Credit: Ward Clark/RedState

Climate scolds love to lecture us about how climate change is going to result in rising oceans, flooding coastal communities, and presumably drowning entire cities. Of course, some of the scolds - John Kerry and Barack Obama, for example - maintain a strange fondness for beachfront mansions despite this finger-wagging.

Sea levels do change, just like everything else. In some places, sea levels are rising. Land rises and falls, as well, over the long course of geologic time. In the late Cretaceous, about 70 million years ago, there were no polar ice caps, and sea levels were a lot higher than now; a shallow inland sea once covered the area where the Rocky Mountains now stand, while Antarctica was covered in temperate forests.

In Alaska, though, sea levels are dropping. And it doesn't have anything to do with climate change - at least, not anything humans have done. This is something that has been going on for thousands upon thousands of years.

According to data provided by the National Oceanic and Atmospheric Administration, Juneau’s sea level is dropping fast, about 4.41 feet every 100 years. Those with property that touches the ocean along the coast are ending up with more land, as time passes.

Those who live in Juneau know this to be the case, and scientists have a name for it: Glacial rebound, when the earth’s solid surface rises after glaciers melt, bouncing back from the weight the ice had put on the land.
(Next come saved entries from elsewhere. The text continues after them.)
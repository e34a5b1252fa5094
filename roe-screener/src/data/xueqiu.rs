//! Xueqiu adapter for per-symbol market multiples.
//!
//! Quote endpoint: `/v5/stock/quote.json?symbol=SH600519&extend=detail`.
//! The endpoint wants an `xq_a_token` cookie; without one it usually answers
//! 400/401 and the affected symbols simply stay unenriched.

use async_trait::async_trait;
use roe_common::config::SourcesConfig;
use serde::Deserialize;
use serde_json::{Map, Value};
use std::time::Duration;
use tracing::debug;

use super::eastmoney::check_status;
use super::provider::{ProviderError, QuoteSource};
use super::{fields, QuoteItems};

const QUOTE_PATH: &str = "/v5/stock/quote.json";

/// Upstream field → canonical item key.
const FIELD_MAP: &[(&str, &str)] = &[
    // 市盈率(动)
    ("pe_forecast", fields::PE_RATIO),
    // 股息率(TTM)
    ("dividend_yield", fields::DIVIDEND_YIELD),
    // 市净率
    ("pb", fields::PB_RATIO),
    // 名称
    ("name", fields::NAME),
];

#[derive(Debug, Deserialize)]
struct QuoteResponse {
    #[serde(default)]
    error_code: i64,
    #[serde(default)]
    error_description: Option<String>,
    data: Option<QuoteData>,
}

#[derive(Debug, Deserialize)]
struct QuoteData {
    quote: Option<Map<String, Value>>,
}

/// Xueqiu quote adapter.
pub struct XueqiuAdapter {
    client: reqwest::Client,
    base_url: String,
    token: Option<String>,
}

impl XueqiuAdapter {
    /// Create from the sources configuration.
    pub fn new(config: &SourcesConfig) -> Self {
        Self::with_base_url(
            &config.xueqiu_url,
            config.xueqiu_token.clone(),
            Duration::from_secs(config.timeout_secs),
        )
    }

    /// Create against an explicit base URL.
    pub fn with_base_url(base_url: &str, token: Option<String>, timeout: Duration) -> Self {
        let client = reqwest::Client::builder()
            .timeout(timeout)
            .user_agent("Mozilla/5.0 (Macintosh; Intel Mac OS X 10_15_7)")
            .build()
            .unwrap_or_else(|_| reqwest::Client::new());

        Self {
            client,
            base_url: base_url.trim_end_matches('/').to_string(),
            token: token.filter(|t| !t.is_empty()),
        }
    }
}

#[async_trait]
impl QuoteSource for XueqiuAdapter {
    fn name(&self) -> &'static str {
        "xueqiu"
    }

    async fn quote(&self, symbol: &str) -> Result<QuoteItems, ProviderError> {
        let url = format!("{}{}", self.base_url, QUOTE_PATH);

        let mut request = self
            .client
            .get(&url)
            .query(&[("symbol", symbol), ("extend", "detail")]);
        if let Some(token) = &self.token {
            request = request.header(reqwest::header::COOKIE, format!("xq_a_token={}", token));
        }

        let response = request.send().await?;
        check_status(&response)?;

        let body: QuoteResponse = response.json().await?;
        if body.error_code != 0 {
            return Err(ProviderError::Internal(format!(
                "Xueqiu API error: code={} {}",
                body.error_code,
                body.error_description.unwrap_or_default()
            )));
        }

        let quote = body
            .data
            .and_then(|d| d.quote)
            .ok_or_else(|| ProviderError::DataNotAvailable(format!("no quote for {}", symbol)))?;

        let items: QuoteItems = FIELD_MAP
            .iter()
            .filter_map(|(upstream, key)| {
                quote
                    .get(*upstream)
                    .map(|value| (key.to_string(), value.clone()))
            })
            .collect();

        debug!(symbol, items = items.len(), "Xueqiu quote fetched");
        Ok(items)
    }
}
This scientific name for this is “glacial isostatic adjustment” or “isostatic rebound.”

“The relative sea level trend is -13.43 millimeters/year with a 95% confidence interval of +/- 0.31 mm/yr based on monthly mean sea level data from 1936 to 2023, which is equivalent to a change of -4.41 feet in 100 years,” NOAA reports about the change seen in Juneau, where the measurements are taken near the Coast Guard station in the support area of downtown.
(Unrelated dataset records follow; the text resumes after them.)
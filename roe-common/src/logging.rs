//! Logging utilities for the ROE screener.
//!
//! Provides structured logging through `tracing-subscriber`, either as JSON
//! or as human-readable output.
//!
//! # Noise Filtering
//!
//! By default, noisy library modules (hyper, reqwest, h2, rustls) are set to
//! `warn` level so that screening progress stays readable.

use tracing_subscriber::fmt::format::FmtSpan;
use tracing_subscriber::prelude::*;
use tracing_subscriber::EnvFilter;

/// Default noisy modules that should be filtered to warn level.
pub const NOISY_MODULES: &[&str] = &[
    "hyper",
    "hyper_util",
    "reqwest",
    "h2",
    "rustls",
    "tokio_util",
];

/// Build the filter directive string for a base level plus exclusions.
fn build_directives(log_level: &str, excluded_targets: &[String]) -> String {
    let mut directives = String::from(log_level);

    for module in NOISY_MODULES {
        directives.push_str(&format!(",{}=warn", module));
    }

    for target in excluded_targets {
        directives.push_str(&format!(",{}=warn", target));
    }

    directives
}

/// Initialize logging with the given configuration.
///
/// # Arguments
///
/// * `log_level` - Base log level (trace, debug, info, warn, error)
/// * `log_format` - Output format: "json" for structured JSON, "pretty" for human-readable
///
/// `RUST_LOG` overrides the computed filter when set.
pub fn init_logging(log_level: &str, log_format: &str) {
    init_logging_with_exclusions(log_level, log_format, &[]);
}

/// Initialize logging with custom excluded targets.
///
/// Like `init_logging`, but allows specifying additional modules to exclude.
pub fn init_logging_with_exclusions(
    log_level: &str,
    log_format: &str,
    excluded_targets: &[String],
) {
    let directives = build_directives(log_level, excluded_targets);
    let filter =
        EnvFilter::try_from_default_env().unwrap_or_else(|_| EnvFilter::new(&directives));

    let subscriber = tracing_subscriber::registry().with(filter);

    if log_format == "json" {
        let fmt_layer = tracing_subscriber::fmt::layer()
            .json()
            .with_span_events(FmtSpan::CLOSE)
            .with_current_span(true)
            .with_target(true)
            .with_file(true)
            .with_line_number(true);
        let _ = subscriber.with(fmt_layer).try_init();
    } else {
        let fmt_layer = tracing_subscriber::fmt::layer()
            .with_ansi(true)
            .with_target(false)
            .with_file(false)
            .with_line_number(false);
        let _ = subscriber.with(fmt_layer).try_init();
    }

    tracing::debug!(
        log_level = %log_level,
        log_format = %log_format,
        noise_filtered = NOISY_MODULES.len() + excluded_targets.len(),
        "Logging initialized"
    );
}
Some of this rebound is the result of the retreat of the Pinedale Glaciation, roughly 10,000 years ago. Much of the recent rebound is due to the Little Ice Age, a time when much of Europe was also freezing. This climate event lasted from the 14th to the mid-19th centuries, and throughout that time there were no coal-fired power plants or SUVs; the number of methane-emitting cows was certainly smaller - although roughly 60 million bison did roam the Great Plains through most of that time, presumably emitting methane from both ends.
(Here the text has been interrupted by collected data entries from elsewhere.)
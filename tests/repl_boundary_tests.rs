//! Tests for the interactive-consumer boundaries: input readiness,
//! completion candidates, and highlighting styles.

use cljlex::repl::{line_status, Candidate, Completer, InputStatus, StaticCompleter};
use cljlex::repl::{style_for, ReadinessChecker, Style};
use cljlex::{Kind, StrSource, Token, TokenReader};

// ============================================================================
// Input readiness
// ============================================================================

#[test]
fn test_multiline_accumulation() {
    // The way a line reader uses the checker: keep appending lines and
    // re-checking the whole buffer until it is ready.
    let mut buffer = String::from("(defn greet [name]");
    assert_eq!(line_status(&buffer).unwrap(), InputStatus::NeedsMore);

    buffer.push_str("\n  (str \"hello, ");
    assert_eq!(line_status(&buffer).unwrap(), InputStatus::NeedsMore);

    buffer.push_str("\" name))");
    assert_eq!(line_status(&buffer).unwrap(), InputStatus::Ready);
}

#[test]
fn test_checker_over_explicit_tokens() {
    let mut checker = ReadinessChecker::new();
    checker.observe(&Token::bare(Kind::ListOpen, true));
    checker.observe(&Token::with_content(Kind::Symbol, "inc", true));
    assert_eq!(checker.status(), InputStatus::NeedsMore);
    checker.observe(&Token::bare(Kind::ListClose, true));
    assert_eq!(checker.status(), InputStatus::Ready);
}

#[test]
fn test_incomplete_token_sticks() {
    let mut checker = ReadinessChecker::new();
    checker.observe(&Token::with_content(Kind::String, "\"ab", false));
    checker.observe(&Token::with_content(Kind::Symbol, "x", true));
    assert_eq!(checker.status(), InputStatus::NeedsMore);
}

#[test]
fn test_comment_only_line_is_ready() {
    assert_eq!(line_status("; just a note").unwrap(), InputStatus::Ready);
}

#[test]
fn test_dangling_dispatch_waits() {
    assert_eq!(line_status("(conj #").unwrap(), InputStatus::NeedsMore);
}

// ============================================================================
// Completion
// ============================================================================

fn clojure_core_completer() -> StaticCompleter {
    let mut c = StaticCompleter::new();
    for name in ["reduce", "reduce-kv", "reductions", "map", "mapv"] {
        c.add(name, Some("clojure.core".to_string()));
    }
    c.add("reduce", Some("clojure.core.reducers".to_string()));
    c
}

#[test]
fn test_completing_the_in_progress_symbol() {
    // Lex the line, take the trailing symbol, feed it to the completer.
    let mut reader = TokenReader::new();
    let mut src = StrSource::new("(reduc");
    let mut last_symbol = None;
    loop {
        let token = reader.read_token(&mut src).unwrap();
        if token.kind == Kind::Eof {
            break;
        }
        if token.kind == Kind::Symbol {
            last_symbol = token.content.clone();
        }
    }

    let word = last_symbol.expect("line ends in a symbol");
    let found = clojure_core_completer().candidates(&word);
    let names: Vec<&str> = found.iter().map(|c| c.name.as_str()).collect();
    assert_eq!(names, vec!["reduce", "reduce-kv", "reductions", "reduce"]);
}

#[test]
fn test_candidates_keep_namespace_grouping() {
    let found = clojure_core_completer().candidates("reduce");
    let namespaces: Vec<Option<&str>> = found.iter().map(|c| c.namespace.as_deref()).collect();
    assert!(namespaces.contains(&Some("clojure.core")));
    assert!(namespaces.contains(&Some("clojure.core.reducers")));
}

#[test]
fn test_candidate_equality() {
    assert_eq!(
        Candidate::new("map", Some("clojure.core".to_string())),
        Candidate::new("map", Some("clojure.core".to_string())),
    );
}

// ============================================================================
// Highlighting
// ============================================================================

#[test]
fn test_highlighting_a_lexed_line() {
    let mut reader = TokenReader::new();
    let mut src = StrSource::new("(def x \"s\") ; note");
    let mut styles = Vec::new();
    loop {
        let token = reader.read_token(&mut src).unwrap();
        if token.kind == Kind::Eof {
            break;
        }
        styles.push(style_for(token.kind));
    }
    assert_eq!(
        styles,
        vec![
            Style::Delimiter,
            Style::Plain,
            Style::Plain,
            Style::Literal,
            Style::Delimiter,
            Style::Comment,
        ]
    );
}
During the time of 1300 to about 1850, glaciers covered up to one third of Alaska. Now, however, only about 5% of Alaska’s land is covered by glaciers. Juneau, sitting so close to the Juneau Icefield and Mendenhall Glacier, is experiencing routine flooding from dammed up water alongside the glacier, a condition that has developed as the glacier retreated.

There are still, of course, glaciers in Alaska, and yes, some of them are retreating. But it's a bit of a stretch to claim that this retreat, which has been going on for almost 200 years, is due to human activities that have only been going on for less than half that time.


See Related: Experts Insist Sea Levels Are Rising Despite Photos Proving They Aren't

Buyers Snapping Up Beachfront Homes, 'Climate Change' and Rising Sea Levels Notwithstanding


It is, as I have written repeatedly, the height of human hubris to insist that we know the planet's "correct" climate.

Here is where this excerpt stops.